Ma al di là della meticolosa ricostruzione storica, fatta di documenti e dati, numeri e cronologie, che la stessa Meir segnava ossessivamente sul suo taccuino e riportati poi con gelida precisione e dovizia in sede di commissione d’inchiesta, il film non trova mai il coraggio di indagare l’ambiguità di questa figura chiave, contraddittoria e critica, le cui scelte ebbero un effetto cruciale sulla situazione geopolitica mondiale. In scena resta sempre e solo lei, Golda-Mirren, a cui è demandato il compito di portare sulle proprie spalle l’intero carico, decisionale per l’una e recitativo per l’altra, la responsabilità della riuscita, il successo della missione. Un’impresa possibile date le strabilianti capacità di Meir-Mirren, ma al contempo un’arma a doppio taglio nell’economia del film, che perde così di contesto e profondità.

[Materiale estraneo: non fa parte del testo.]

/// HabitLog entity for tracking habit completions
///
/// A log says "this habit was done on this day". There is at most one log per
/// habit and day; toggling a day creates or removes that single record.

use serde::{Deserialize, Serialize};

use crate::domain::{DayKey, HabitId, LogId};

/// A record of completing a habit on a specific day
#[derive(Debug, Clone, PartialEq, Eq, Serialize, Deserialize)]
pub struct HabitLog {
    /// Unique identifier for this log
    pub id: LogId,
    /// Which habit this log is for
    pub habit_id: HabitId,
    /// Which day the habit was completed
    pub completed_at: DayKey,
}

impl HabitLog {
    pub fn new(habit_id: HabitId, completed_at: DayKey) -> Self {
        Self {
            id: LogId::new(),
            habit_id,
            completed_at,
        }
    }

    /// Create a log from existing data (used when loading from database)
    pub fn from_existing(id: LogId, habit_id: HabitId, completed_at: DayKey) -> Self {
        Self {
            id,
            habit_id,
            completed_at,
        }
    }
}

/// Completion days for one habit, in input order
pub fn days_for_habit<'a>(
    logs: &'a [HabitLog],
    habit_id: &'a HabitId,
) -> impl Iterator<Item = DayKey> + 'a {
    logs.iter()
        .filter(move |log| &log.habit_id == habit_id)
        .map(|log| log.completed_at)
}

#[cfg(test)]
mod tests {
    use super::*;

    #[test]
    fn test_days_for_habit_filters_by_id() {
        let run = HabitId::new();
        let read = HabitId::new();
        let day = DayKey::parse("2024-04-01").unwrap();

        let logs = vec![
            HabitLog::new(run.clone(), day),
            HabitLog::new(read.clone(), day),
            HabitLog::new(run.clone(), day.next()),
        ];

        let run_days: Vec<DayKey> = days_for_habit(&logs, &run).collect();
        assert_eq!(run_days, vec![day, day.next()]);
        assert_eq!(days_for_habit(&logs, &read).count(), 1);
    }
}
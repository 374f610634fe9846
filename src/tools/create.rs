/// Tool for creating new habits
///
/// This module implements the habit_create MCP tool.

use schemars::JsonSchema;
use serde::{Deserialize, Serialize};

use crate::domain::{Habit, TargetDays};
use crate::storage::HabitFlowStore;
use crate::tools::{ToolContext, ToolError};

/// Parameters for creating a new habit
#[derive(Debug, Deserialize, JsonSchema)]
pub struct CreateHabitParams {
    /// Name of the habit, 1 to 100 characters
    pub name: String,
    /// Emoji shown next to the name (defaults to ✅)
    pub icon: Option<String>,
    /// Hex colour like #22c55e
    pub color: Option<String>,
    /// Weekdays the habit is planned for, 1 = Monday to 7 = Sunday (defaults to every day)
    pub target_days: Option<Vec<u8>>,
}

/// Response from creating a habit
#[derive(Debug, Serialize)]
pub struct CreateHabitResponse {
    pub habit: Habit,
    pub message: String,
}

/// Create a new habit for the current user
pub fn create_habit<S: HabitFlowStore>(
    ctx: &ToolContext<'_, S>,
    params: CreateHabitParams,
) -> Result<CreateHabitResponse, ToolError> {
    let target_days = params.target_days.map(TargetDays::new).transpose()?;

    let habit = Habit::new(
        ctx.user.clone(),
        params.name,
        params.icon,
        params.color,
        target_days,
    )?;

    ctx.storage.create_habit(&habit)?;
    tracing::info!("Created habit '{}' for {}", habit.name, ctx.user);

    let message = format!(
        "{} Created habit '{}'! Ready to start your streak!\nHabit ID: {}",
        habit.icon, habit.name, habit.id
    );

    Ok(CreateHabitResponse { habit, message })
}
/// Streak calculation
///
/// Streaks are runs of consecutive calendar days with at least one
/// completion. Every habit is treated as daily: `TargetDays` is not
/// consulted here.

use std::collections::BTreeSet;

use serde::{Deserialize, Serialize};

use crate::domain::DayKey;

/// Current and longest streak for a set of completion days
#[derive(Debug, Clone, Copy, Default, PartialEq, Eq, Serialize, Deserialize)]
pub struct StreakSummary {
    /// Consecutive days ending today, or yesterday if today isn't done yet
    pub current: u32,
    /// Best run ever seen
    pub longest: u32,
}

impl StreakSummary {
    /// Get a motivational message based on current streak status
    pub fn motivational_message(&self) -> String {
        match self.current {
            0 => "Ready to start your streak! Every journey begins with a single step.".to_string(),
            1 => "Great start! One day down, keep the momentum going.".to_string(),
            2..=6 => format!("Nice work! {} days in a row. You're building a strong habit.", self.current),
            7..=13 => format!("Excellent! {} days strong. You're in the groove now!", self.current),
            14..=29 => format!("Amazing! {} days straight. This is becoming second nature.", self.current),
            30..=99 => format!("Incredible! {} days of consistency. You're a habit master!", self.current),
            _ => format!("Legendary! {} days of unwavering commitment. You're an inspiration!", self.current),
        }
    }
}

/// Compute current and longest streaks from completion days
///
/// Duplicate days count once. The current streak is anchored at `today` when
/// today is completed, at yesterday when only yesterday is, and is zero
/// otherwise; from the anchor it counts back to the first missing day.
pub fn compute_streaks<I>(days: I, today: DayKey) -> StreakSummary
where
    I: IntoIterator<Item = DayKey>,
{
    let days: BTreeSet<DayKey> = days.into_iter().collect();

    StreakSummary {
        current: current_streak(&days, today),
        longest: longest_streak(&days),
    }
}

fn current_streak(days: &BTreeSet<DayKey>, today: DayKey) -> u32 {
    let anchor = if days.contains(&today) {
        today
    } else if days.contains(&today.previous()) {
        today.previous()
    } else {
        return 0;
    };

    let mut streak = 0;
    let mut checking = anchor;
    while days.contains(&checking) {
        streak += 1;
        checking = checking.previous();
    }

    streak
}

fn longest_streak(days: &BTreeSet<DayKey>) -> u32 {
    let mut longest = 0;
    let mut running = 0;
    let mut last: Option<DayKey> = None;

    // BTreeSet iterates in ascending order
    for &day in days {
        running = match last {
            Some(previous) if day.days_since(previous) == 1 => running + 1,
            _ => 1,
        };
        longest = longest.max(running);
        last = Some(day);
    }

    longest
}
/// MCP protocol implementation
///
/// This module handles the Model Context Protocol communication,
/// including JSON-RPC parsing and tool routing.

pub mod protocol;
pub mod server;

// Re-export main types
pub use server::{tool_definitions, McpServer};
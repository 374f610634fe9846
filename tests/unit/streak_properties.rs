/// Streak behaviour over generated completion histories
use std::collections::BTreeSet;

use habitflow::*;
use proptest::prelude::*;

fn day(s: &str) -> DayKey {
    DayKey::parse(s).expect("valid day key")
}

fn history_from(today: DayKey, offsets: &BTreeSet<i64>) -> Vec<DayKey> {
    offsets.iter().map(|offset| today.add_days(-offset)).collect()
}

fn today() -> DayKey {
    day("2024-08-15")
}

proptest! {
    #[test]
    fn test_longest_never_below_current(offsets in prop::collection::btree_set(0i64..60, 0..40)) {
        let history = history_from(today(), &offsets);
        let summary = compute_streaks(history.iter().copied(), today());

        prop_assert!(summary.longest >= summary.current);
        prop_assert_eq!(summary.longest == 0, history.is_empty());
    }

    #[test]
    fn test_completing_today_starts_a_streak(offsets in prop::collection::btree_set(0i64..60, 0..40)) {
        let mut history = history_from(today(), &offsets);
        history.push(today());

        prop_assert!(compute_streaks(history, today()).current >= 1);
    }

    #[test]
    fn test_two_day_gap_resets_current(offsets in prop::collection::btree_set(2i64..60, 0..40)) {
        let history = history_from(today(), &offsets);

        prop_assert_eq!(compute_streaks(history, today()).current, 0);
    }

    #[test]
    fn test_input_order_and_duplicates_do_not_matter(
        offsets in prop::collection::btree_set(0i64..60, 0..40),
        repeat in prop::collection::vec(0i64..60, 0..20),
    ) {
        let history = history_from(today(), &offsets);

        let mut shuffled = history.clone();
        shuffled.reverse();
        shuffled.extend(history.iter().copied());
        shuffled.extend(repeat.iter().filter(|o| offsets.contains(*o)).map(|o| today().add_days(-o)));

        prop_assert_eq!(compute_streaks(history, today()), compute_streaks(shuffled, today()));
    }
}

#[test]
fn test_documented_examples() {
    let history = vec![day("2024-01-01"), day("2024-01-02"), day("2024-01-03"), day("2024-01-05")];
    assert_eq!(compute_streaks(history, day("2024-03-01")).longest, 3);

    let today = day("2024-05-20");
    let week: Vec<DayKey> = (0..7).map(|i| today.add_days(-i)).collect();
    let summary = compute_streaks(week, today);
    assert_eq!(summary, StreakSummary { current: 7, longest: 7 });

    // Yesterday anchors the streak when today is still open
    let summary = compute_streaks(vec![today.previous(), today.add_days(-2)], today);
    assert_eq!(summary.current, 2);
}
/// Digest prompt construction

use crate::domain::{Book, BookStatus, DayKey};

/// One habit's numbers for the summarized week
#[derive(Debug, Clone, PartialEq)]
pub struct HabitWeekLine {
    pub icon: String,
    pub name: String,
    /// Days completed within the week, 0 to 7
    pub days_completed: u32,
    pub current_streak: u32,
}

/// Everything the prompt is built from
#[derive(Debug, Clone)]
pub struct DigestPromptInput<'a> {
    pub week_start: DayKey,
    pub week_end: DayKey,
    pub habits: Vec<HabitWeekLine>,
    /// All of the user's books; the prompt picks the relevant ones
    pub books: &'a [Book],
}

/// Render the user message for a weekly digest request
pub fn build_digest_prompt(input: &DigestPromptInput<'_>) -> String {
    let habit_summary = input
        .habits
        .iter()
        .map(|h| {
            format!(
                "- {} {}: {}/7 days, streak: {} days",
                h.icon, h.name, h.days_completed, h.current_streak
            )
        })
        .collect::<Vec<_>>()
        .join("\n");

    let book_summary = input
        .books
        .iter()
        .filter(|b| b.status == BookStatus::Reading)
        .map(|b| {
            let total = b
                .total_pages
                .map(|t| t.to_string())
                .unwrap_or_else(|| "?".to_string());
            format!(
                "- \"{}\": {}% complete (page {}/{})",
                b.title,
                b.progress(),
                b.current_page,
                total
            )
        })
        .collect::<Vec<_>>()
        .join("\n");

    let completed_summary = input
        .books
        .iter()
        .filter(|b| b.status == BookStatus::Completed)
        .filter(|b| b.finished_at.is_some_and(|finished| finished >= input.week_start))
        .map(|b| {
            format!(
                "- \"{}\" by {}",
                b.title,
                b.author.as_deref().unwrap_or("Unknown")
            )
        })
        .collect::<Vec<_>>()
        .join("\n");

    format!(
        "Generate a weekly progress summary for the week of {} to {}.\n\
         \n\
         HABITS:\n\
         {}\n\
         \n\
         READING PROGRESS:\n\
         {}\n\
         \n\
         BOOKS COMPLETED THIS WEEK:\n\
         {}\n\
         \n\
         Please provide:\n\
         1. A brief overview of the week\n\
         2. Highlight any achievements (long streaks, completed books)\n\
         3. Areas for improvement\n\
         4. One actionable tip for next week",
        human_date(input.week_start),
        human_date(input.week_end),
        or_fallback(habit_summary, "No habits tracked yet."),
        or_fallback(book_summary, "No books currently being read."),
        or_fallback(completed_summary, "None"),
    )
}

/// e.g. `Mon May 13 2024`
fn human_date(day: DayKey) -> String {
    day.date().format("%a %b %d %Y").to_string()
}

fn or_fallback(section: String, fallback: &str) -> String {
    if section.is_empty() {
        fallback.to_string()
    } else {
        section
    }
}

#[cfg(test)]
mod tests {
    use super::*;
    use crate::domain::{BookUpdate, UserId};

    fn day(s: &str) -> DayKey {
        DayKey::parse(s).unwrap()
    }

    fn user() -> UserId {
        UserId::new("user-1").unwrap()
    }

    #[test]
    fn test_empty_week_uses_fallbacks() {
        let prompt = build_digest_prompt(&DigestPromptInput {
            week_start: day("2024-05-13"),
            week_end: day("2024-05-19"),
            habits: vec![],
            books: &[],
        });

        assert!(prompt.starts_with(
            "Generate a weekly progress summary for the week of Mon May 13 2024 to Sun May 19 2024."
        ));
        assert!(prompt.contains("HABITS:\nNo habits tracked yet.\n"));
        assert!(prompt.contains("READING PROGRESS:\nNo books currently being read.\n"));
        assert!(prompt.contains("BOOKS COMPLETED THIS WEEK:\nNone\n"));
        assert!(prompt.ends_with("4. One actionable tip for next week"));
    }

    #[test]
    fn test_habit_and_book_lines() {
        let today = day("2024-05-15");
        let mut dune = Book::new(user(), "Dune".to_string(), None, Some(400), Some(BookStatus::Reading), today).unwrap();
        dune.apply_update(BookUpdate { current_page: Some(100), ..Default::default() }, today).unwrap();

        let untracked = Book::new(user(), "Notes".to_string(), None, None, Some(BookStatus::Reading), today).unwrap();

        let mut emma = Book::new(user(), "Emma".to_string(), Some("Jane Austen".to_string()), None, None, today).unwrap();
        emma.apply_update(BookUpdate { status: Some(BookStatus::Completed), ..Default::default() }, today).unwrap();

        let mut old = Book::new(user(), "Old".to_string(), None, None, None, today).unwrap();
        old.apply_update(BookUpdate { status: Some(BookStatus::Completed), ..Default::default() }, day("2024-05-01")).unwrap();

        let books = vec![dune, untracked, emma, old];
        let prompt = build_digest_prompt(&DigestPromptInput {
            week_start: day("2024-05-13"),
            week_end: day("2024-05-19"),
            habits: vec![HabitWeekLine {
                icon: "🏃".to_string(),
                name: "Run".to_string(),
                days_completed: 3,
                current_streak: 2,
            }],
            books: &books,
        });

        assert!(prompt.contains("- 🏃 Run: 3/7 days, streak: 2 days"));
        assert!(prompt.contains("- \"Dune\": 25% complete (page 100/400)"));
        assert!(prompt.contains("- \"Notes\": 0% complete (page 0/?)"));
        assert!(prompt.contains("- \"Emma\" by Jane Austen"));
        assert!(!prompt.contains("\"Old\""));
    }
}
/// Public library interface for the HabitFlow MCP server
///
/// This module exports the main server implementation and public types
/// that can be used by other applications or tests.

use std::path::PathBuf;

use thiserror::Error;

pub mod analytics;
pub mod digest;
pub mod domain;
pub mod mcp;
pub mod storage;
pub mod tools;

// Re-export public modules and types
pub use analytics::{AnalyticsEngine, CalendarView, DashboardSummary};
pub use digest::{DigestError, OpenAiGenerator, TextGenerator};
pub use domain::*;
pub use storage::{HabitFlowStore, SqliteStorage, StorageError};
pub use tools::{ToolContext, ToolError};

/// Errors that can occur during server operation
#[derive(Error, Debug)]
pub enum ServerError {
    #[error("Database error: {0}")]
    Database(#[from] storage::StorageError),

    #[error("Domain validation error: {0}")]
    Domain(#[from] domain::DomainError),

    #[error("Digest configuration error: {0}")]
    Digest(#[from] digest::DigestError),

    #[error("IO error: {0}")]
    Io(#[from] std::io::Error),

    #[error("JSON serialization error: {0}")]
    Json(#[from] serde_json::Error),
}

/// Everything the server needs to start
#[derive(Debug, Clone)]
pub struct ServerConfig {
    /// SQLite database file
    pub database: PathBuf,
    /// The user every tool call acts for
    pub user: String,
    /// IANA timezone deciding which calendar day "today" is
    pub timezone: String,
    /// Digests are disabled without a key
    pub openai_api_key: Option<String>,
    pub openai_base_url: String,
    pub model: String,
}

impl ServerConfig {
    /// Defaults for everything but the database path
    pub fn new(database: impl Into<PathBuf>) -> Self {
        Self {
            database: database.into(),
            user: "local".to_string(),
            timezone: "UTC".to_string(),
            openai_api_key: None,
            openai_base_url: digest::DEFAULT_BASE_URL.to_string(),
            model: digest::DEFAULT_MODEL.to_string(),
        }
    }
}

/// Main HabitFlow server that implements the MCP protocol
///
/// This server manages habit, book and digest data through a SQLite
/// database on behalf of a single configured user.
pub struct HabitFlowServer {
    storage: SqliteStorage,
    analytics: AnalyticsEngine,
    generator: Option<Box<dyn TextGenerator>>,
    user: UserId,
}

impl HabitFlowServer {
    /// Create a new server from its configuration
    ///
    /// This will initialize the SQLite database with the required schema
    /// if it doesn't already exist.
    pub async fn new(config: ServerConfig) -> Result<Self, ServerError> {
        tracing::info!("Initializing HabitFlow server with database: {:?}", config.database);

        let zone = ReferenceZone::from_name(&config.timezone)?;
        let user = UserId::new(config.user)?;
        let storage = SqliteStorage::new(&config.database)?;

        let generator: Option<Box<dyn TextGenerator>> = match config.openai_api_key.as_deref() {
            Some(key) if !key.trim().is_empty() => {
                let generator = OpenAiGenerator::new(&config.openai_base_url, key, &config.model)?;
                Some(Box::new(generator) as Box<dyn TextGenerator>)
            }
            _ => {
                tracing::info!("No OpenAI API key configured, weekly digests are disabled");
                None
            }
        };

        tracing::info!("Acting for user '{}' in timezone {}", user, zone.name());

        Ok(Self {
            storage,
            analytics: AnalyticsEngine::new(zone),
            generator,
            user,
        })
    }

    /// Replace the text generator used for digests
    pub fn with_text_generator(mut self, generator: Box<dyn TextGenerator>) -> Self {
        self.generator = Some(generator);
        self
    }

    /// Run the MCP server, handling JSON-RPC requests over stdin/stdout
    ///
    /// This method will block until stdin is closed or an error occurs.
    pub async fn run(self) -> Result<(), ServerError> {
        tracing::info!("Starting MCP server...");

        // Test database connectivity
        let habits = self.storage.list_habits(&self.user)?;
        tracing::info!("Server started successfully, found {} existing habits", habits.len());

        let mut mcp_server = mcp::McpServer::new(self);
        mcp_server.run().await?;

        Ok(())
    }

    /// Get a reference to the storage layer (useful for testing)
    pub fn storage(&self) -> &SqliteStorage {
        &self.storage
    }

    /// Get a reference to the analytics engine (useful for testing)
    pub fn analytics(&self) -> &AnalyticsEngine {
        &self.analytics
    }

    pub fn user(&self) -> &UserId {
        &self.user
    }

    pub fn text_generator(&self) -> Option<&dyn TextGenerator> {
        self.generator.as_deref()
    }

    /// Bundle what the tools need for one call
    pub fn tool_context(&self) -> ToolContext<'_, SqliteStorage> {
        ToolContext {
            storage: &self.storage,
            analytics: &self.analytics,
            user: &self.user,
        }
    }
}
/// Integration test suite: on-disk databases and the MCP protocol end to end
mod basic_integration;
mod mcp_protocol;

Nattiv isola il conflitto del Kippur, susseguito a decenni di attacchi e offensive, per celebrare la sua leader, tralasciando in questo modo la complessità della questione israelo-palestinese e il processo storico e politico che portarono alla stessa guerra, di fatto appiattendo le incongruenze delle discutibili manovre militari israeliane.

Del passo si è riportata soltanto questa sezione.